PROBLEM REQUIREMENTS »
Please write out the complete listing that follows, exactly as it reads.

= = = = =

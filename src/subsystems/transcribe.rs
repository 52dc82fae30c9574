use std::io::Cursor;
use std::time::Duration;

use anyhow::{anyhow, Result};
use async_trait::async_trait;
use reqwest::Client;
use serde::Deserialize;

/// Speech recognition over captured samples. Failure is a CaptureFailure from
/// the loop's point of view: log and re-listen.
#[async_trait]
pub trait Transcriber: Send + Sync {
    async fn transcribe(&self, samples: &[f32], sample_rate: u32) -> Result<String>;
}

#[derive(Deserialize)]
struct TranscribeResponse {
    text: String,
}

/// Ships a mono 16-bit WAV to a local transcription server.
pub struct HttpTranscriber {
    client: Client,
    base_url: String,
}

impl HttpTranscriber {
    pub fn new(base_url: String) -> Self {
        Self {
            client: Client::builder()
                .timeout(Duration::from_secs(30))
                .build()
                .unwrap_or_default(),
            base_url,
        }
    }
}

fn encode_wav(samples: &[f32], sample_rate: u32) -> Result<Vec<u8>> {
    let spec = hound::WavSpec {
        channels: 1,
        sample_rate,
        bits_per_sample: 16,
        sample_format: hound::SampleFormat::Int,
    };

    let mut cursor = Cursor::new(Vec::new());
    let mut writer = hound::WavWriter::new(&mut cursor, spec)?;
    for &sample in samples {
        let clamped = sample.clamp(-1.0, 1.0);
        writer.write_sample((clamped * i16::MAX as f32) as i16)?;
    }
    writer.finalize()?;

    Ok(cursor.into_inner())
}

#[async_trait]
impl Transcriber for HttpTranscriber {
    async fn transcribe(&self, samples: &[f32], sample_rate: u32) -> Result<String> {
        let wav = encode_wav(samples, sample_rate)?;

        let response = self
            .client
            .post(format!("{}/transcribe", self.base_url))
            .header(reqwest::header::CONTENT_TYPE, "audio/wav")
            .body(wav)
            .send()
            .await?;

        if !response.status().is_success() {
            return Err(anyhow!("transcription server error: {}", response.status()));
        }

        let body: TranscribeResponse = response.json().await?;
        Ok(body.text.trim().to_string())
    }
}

= = = = =

RESPONSE TO THIS EXERCISE »
filename src/subsystems/transcribe.rs
repository 52dc82fae30c9574
use std::io::Cursor;
use std::time::Duration;

use anyhow::{anyhow, Result};
use async_trait::async_trait;
use reqwest::Client;
use serde::Deserialize;

/// Speech recognition over captured samples. Failure is a CaptureFailure from
/// the loop's point of view: log and re-listen.
#[async_trait]
pub trait Transcriber: Send + Sync {
    async fn transcribe(&self, samples: &[f32], sample_rate: u32) -> Result<String>;
}

#[derive(Deserialize)]
struct TranscribeResponse {
    text: String,
}

/// Ships a mono 16-bit WAV to a local transcription server.
pub struct HttpTranscriber {
    client: Client,
    base_url: String,
}

impl HttpTranscriber {
    pub fn new(base_url: String) -> Self {
        Self {
            client: Client::builder()
                .timeout(Duration::from_secs(30))
                .build()
                .unwrap_or_default(),
            base_url,
        }
    }
}

fn encode_wav(samples: &[f32], sample_rate: u32) -> Result<Vec<u8>> {
    let spec = hound::WavSpec {
        channels: 1,
        sample_rate,
        bits_per_sample: 16,
        sample_format: hound::SampleFormat::Int,
    };

    let mut cursor = Cursor::new(Vec::new());
    let mut writer = hound::WavWriter::new(&mut cursor, spec)?;
    for &sample in samples {
        let clamped = sample.clamp(-1.0, 1.0);
        writer.write_sample((clamped * i16::MAX as f32) as i16)?;
    }
    writer.finalize()?;

    Ok(cursor.into_inner())
}

#[async_trait]
impl Transcriber for HttpTranscriber {
    async fn transcribe(&self, samples: &[f32], sample_rate: u32) -> Result<String> {
        let wav = encode_wav(samples, sample_rate)?;

        let response = self
            .client
            .post(format!("{}/transcribe", self.base_url))
            .header(reqwest::header::CONTENT_TYPE, "audio/wav")
            .body(wav)
            .send()
            .await?;

        if !response.status().is_success() {
            return Err(anyhow!("transcription server error: {}", response.status()));
        }

        let body: TranscribeResponse = response.json().await?;
        Ok(body.text.trim().to_string())
    }
}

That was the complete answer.